TASK OBJECTIVE
Give only the number of lines in the following entries where "axum" appears.

GIVEN ENTRIES
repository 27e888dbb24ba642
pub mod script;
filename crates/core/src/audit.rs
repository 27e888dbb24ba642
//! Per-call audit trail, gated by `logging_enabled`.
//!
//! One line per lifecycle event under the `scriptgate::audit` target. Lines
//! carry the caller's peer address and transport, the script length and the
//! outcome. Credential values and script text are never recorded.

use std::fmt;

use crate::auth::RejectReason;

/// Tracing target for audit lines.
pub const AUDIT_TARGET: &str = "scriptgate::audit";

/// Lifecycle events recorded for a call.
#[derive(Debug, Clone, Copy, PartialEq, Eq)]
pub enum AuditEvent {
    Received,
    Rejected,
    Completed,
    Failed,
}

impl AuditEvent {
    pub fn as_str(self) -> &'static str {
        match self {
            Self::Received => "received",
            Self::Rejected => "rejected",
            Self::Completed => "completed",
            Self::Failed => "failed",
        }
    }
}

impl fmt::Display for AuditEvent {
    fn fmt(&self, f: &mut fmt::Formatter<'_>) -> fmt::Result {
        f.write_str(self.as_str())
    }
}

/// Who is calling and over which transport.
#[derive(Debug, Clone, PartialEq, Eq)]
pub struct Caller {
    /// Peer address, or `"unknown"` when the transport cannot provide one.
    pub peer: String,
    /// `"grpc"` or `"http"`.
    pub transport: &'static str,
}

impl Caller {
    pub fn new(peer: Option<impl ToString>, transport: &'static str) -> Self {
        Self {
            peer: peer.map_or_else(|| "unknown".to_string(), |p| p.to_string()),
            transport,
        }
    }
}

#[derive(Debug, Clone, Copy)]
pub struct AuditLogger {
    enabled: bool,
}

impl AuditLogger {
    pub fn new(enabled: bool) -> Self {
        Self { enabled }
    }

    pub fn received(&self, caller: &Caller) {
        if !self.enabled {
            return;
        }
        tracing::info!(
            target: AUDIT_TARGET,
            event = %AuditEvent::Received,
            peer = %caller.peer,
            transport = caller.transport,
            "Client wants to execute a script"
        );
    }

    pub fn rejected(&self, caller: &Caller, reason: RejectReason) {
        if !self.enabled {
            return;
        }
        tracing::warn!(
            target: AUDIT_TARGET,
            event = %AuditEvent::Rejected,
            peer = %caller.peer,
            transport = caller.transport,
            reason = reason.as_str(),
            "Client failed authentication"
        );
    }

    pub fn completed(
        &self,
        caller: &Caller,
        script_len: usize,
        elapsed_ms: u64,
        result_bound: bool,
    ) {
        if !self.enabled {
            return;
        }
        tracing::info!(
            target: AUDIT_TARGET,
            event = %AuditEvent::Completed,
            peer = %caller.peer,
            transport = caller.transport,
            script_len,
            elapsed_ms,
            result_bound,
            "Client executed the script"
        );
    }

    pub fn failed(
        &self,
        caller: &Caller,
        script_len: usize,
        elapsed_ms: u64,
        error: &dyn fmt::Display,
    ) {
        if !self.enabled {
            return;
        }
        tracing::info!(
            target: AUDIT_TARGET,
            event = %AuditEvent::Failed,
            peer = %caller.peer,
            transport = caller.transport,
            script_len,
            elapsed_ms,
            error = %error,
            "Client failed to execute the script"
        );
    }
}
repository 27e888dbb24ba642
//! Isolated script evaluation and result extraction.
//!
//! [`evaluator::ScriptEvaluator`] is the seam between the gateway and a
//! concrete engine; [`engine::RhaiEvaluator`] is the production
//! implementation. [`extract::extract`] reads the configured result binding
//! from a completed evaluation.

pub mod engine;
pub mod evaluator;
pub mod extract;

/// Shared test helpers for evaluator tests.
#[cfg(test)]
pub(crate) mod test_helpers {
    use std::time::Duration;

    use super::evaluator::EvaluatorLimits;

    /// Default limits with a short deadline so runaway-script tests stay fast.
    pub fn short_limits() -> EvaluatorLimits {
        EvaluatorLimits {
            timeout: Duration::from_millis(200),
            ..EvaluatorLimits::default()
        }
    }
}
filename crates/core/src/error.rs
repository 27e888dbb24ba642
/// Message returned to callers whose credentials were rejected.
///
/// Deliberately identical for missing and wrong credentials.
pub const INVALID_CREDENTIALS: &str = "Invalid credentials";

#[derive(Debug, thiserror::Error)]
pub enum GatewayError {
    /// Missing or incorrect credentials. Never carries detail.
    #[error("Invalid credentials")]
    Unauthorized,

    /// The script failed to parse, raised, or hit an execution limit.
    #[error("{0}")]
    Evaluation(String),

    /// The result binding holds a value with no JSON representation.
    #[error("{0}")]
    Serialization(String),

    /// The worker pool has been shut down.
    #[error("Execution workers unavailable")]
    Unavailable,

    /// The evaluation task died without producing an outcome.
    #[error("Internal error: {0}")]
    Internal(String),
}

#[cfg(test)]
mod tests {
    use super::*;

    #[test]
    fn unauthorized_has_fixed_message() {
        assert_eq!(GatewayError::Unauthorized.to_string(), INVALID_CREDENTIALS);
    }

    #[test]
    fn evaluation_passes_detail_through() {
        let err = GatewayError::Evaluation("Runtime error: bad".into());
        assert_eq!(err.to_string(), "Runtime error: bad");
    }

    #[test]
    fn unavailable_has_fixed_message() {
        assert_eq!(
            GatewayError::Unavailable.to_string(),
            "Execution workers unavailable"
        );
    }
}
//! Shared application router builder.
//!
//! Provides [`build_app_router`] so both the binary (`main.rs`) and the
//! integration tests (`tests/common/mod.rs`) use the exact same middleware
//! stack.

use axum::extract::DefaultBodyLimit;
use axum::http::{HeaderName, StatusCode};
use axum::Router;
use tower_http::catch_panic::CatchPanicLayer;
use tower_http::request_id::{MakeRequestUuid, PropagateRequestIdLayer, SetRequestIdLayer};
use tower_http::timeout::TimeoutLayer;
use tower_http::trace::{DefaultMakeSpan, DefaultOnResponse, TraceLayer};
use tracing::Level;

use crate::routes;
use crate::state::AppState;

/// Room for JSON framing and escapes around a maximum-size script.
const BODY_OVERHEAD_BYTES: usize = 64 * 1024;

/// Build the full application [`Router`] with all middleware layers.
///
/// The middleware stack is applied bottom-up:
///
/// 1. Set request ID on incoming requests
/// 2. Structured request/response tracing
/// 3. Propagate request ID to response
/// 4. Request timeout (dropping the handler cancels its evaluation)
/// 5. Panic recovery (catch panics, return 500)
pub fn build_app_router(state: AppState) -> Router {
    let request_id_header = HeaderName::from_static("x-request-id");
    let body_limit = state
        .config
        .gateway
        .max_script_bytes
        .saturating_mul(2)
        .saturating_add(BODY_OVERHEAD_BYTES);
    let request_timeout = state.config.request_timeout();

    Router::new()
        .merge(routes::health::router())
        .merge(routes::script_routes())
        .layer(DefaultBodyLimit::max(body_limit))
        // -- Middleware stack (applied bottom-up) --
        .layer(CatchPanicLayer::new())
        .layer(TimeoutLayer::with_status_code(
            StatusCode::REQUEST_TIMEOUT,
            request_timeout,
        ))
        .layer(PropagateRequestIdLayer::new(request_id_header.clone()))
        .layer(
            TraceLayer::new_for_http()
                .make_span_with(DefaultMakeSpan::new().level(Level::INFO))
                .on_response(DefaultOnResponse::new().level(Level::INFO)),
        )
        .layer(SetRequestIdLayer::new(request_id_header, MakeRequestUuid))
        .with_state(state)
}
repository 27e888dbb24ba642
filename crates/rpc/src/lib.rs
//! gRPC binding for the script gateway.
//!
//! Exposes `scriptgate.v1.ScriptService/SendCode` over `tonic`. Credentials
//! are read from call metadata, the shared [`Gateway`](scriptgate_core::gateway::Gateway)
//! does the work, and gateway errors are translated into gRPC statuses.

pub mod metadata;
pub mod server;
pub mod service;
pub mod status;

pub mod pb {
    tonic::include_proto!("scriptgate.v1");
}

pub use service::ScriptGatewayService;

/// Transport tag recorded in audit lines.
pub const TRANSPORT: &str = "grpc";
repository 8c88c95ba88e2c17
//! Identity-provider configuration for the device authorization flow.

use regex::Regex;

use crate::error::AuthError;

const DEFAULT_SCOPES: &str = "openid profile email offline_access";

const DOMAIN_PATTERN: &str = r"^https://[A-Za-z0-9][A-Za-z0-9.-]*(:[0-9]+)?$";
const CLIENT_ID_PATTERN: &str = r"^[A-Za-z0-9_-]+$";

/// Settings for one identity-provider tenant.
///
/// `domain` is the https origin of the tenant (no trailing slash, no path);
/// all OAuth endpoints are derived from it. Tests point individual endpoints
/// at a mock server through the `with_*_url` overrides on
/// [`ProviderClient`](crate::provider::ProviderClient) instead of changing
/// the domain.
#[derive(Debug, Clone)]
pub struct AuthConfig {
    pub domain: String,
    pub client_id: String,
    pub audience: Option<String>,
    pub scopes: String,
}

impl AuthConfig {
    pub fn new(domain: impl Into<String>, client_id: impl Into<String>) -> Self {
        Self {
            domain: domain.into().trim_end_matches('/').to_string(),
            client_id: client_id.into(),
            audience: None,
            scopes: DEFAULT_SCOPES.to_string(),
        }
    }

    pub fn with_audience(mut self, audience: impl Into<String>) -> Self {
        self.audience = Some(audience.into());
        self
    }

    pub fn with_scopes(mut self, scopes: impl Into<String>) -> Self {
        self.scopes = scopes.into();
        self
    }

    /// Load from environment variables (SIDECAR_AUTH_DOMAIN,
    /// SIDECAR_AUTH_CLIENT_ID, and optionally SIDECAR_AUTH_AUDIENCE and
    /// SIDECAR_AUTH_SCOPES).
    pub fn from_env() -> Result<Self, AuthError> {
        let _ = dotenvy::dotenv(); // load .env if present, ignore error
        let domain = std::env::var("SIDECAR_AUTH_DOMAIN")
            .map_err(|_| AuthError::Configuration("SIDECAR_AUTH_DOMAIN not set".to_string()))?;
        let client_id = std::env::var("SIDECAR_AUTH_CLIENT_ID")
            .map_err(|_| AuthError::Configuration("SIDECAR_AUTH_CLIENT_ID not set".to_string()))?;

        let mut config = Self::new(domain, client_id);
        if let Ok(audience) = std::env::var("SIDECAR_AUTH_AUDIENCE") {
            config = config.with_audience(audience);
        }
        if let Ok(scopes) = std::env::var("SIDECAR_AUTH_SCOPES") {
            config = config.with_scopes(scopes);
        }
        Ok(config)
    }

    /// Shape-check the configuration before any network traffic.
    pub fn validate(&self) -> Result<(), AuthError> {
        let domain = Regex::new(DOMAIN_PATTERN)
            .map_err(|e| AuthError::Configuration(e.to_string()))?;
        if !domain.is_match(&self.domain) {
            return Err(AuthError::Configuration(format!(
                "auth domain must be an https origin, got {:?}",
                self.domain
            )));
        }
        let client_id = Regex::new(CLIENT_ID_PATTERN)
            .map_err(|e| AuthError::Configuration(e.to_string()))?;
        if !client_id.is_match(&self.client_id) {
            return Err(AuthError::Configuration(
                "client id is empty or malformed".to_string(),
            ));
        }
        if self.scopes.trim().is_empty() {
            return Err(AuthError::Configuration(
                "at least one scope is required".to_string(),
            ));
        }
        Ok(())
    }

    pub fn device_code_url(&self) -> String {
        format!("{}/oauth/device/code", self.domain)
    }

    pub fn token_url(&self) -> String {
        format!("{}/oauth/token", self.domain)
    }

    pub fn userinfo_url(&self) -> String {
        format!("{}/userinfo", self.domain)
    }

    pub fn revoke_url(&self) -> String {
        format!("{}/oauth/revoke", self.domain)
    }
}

YOUR RESPONSE
3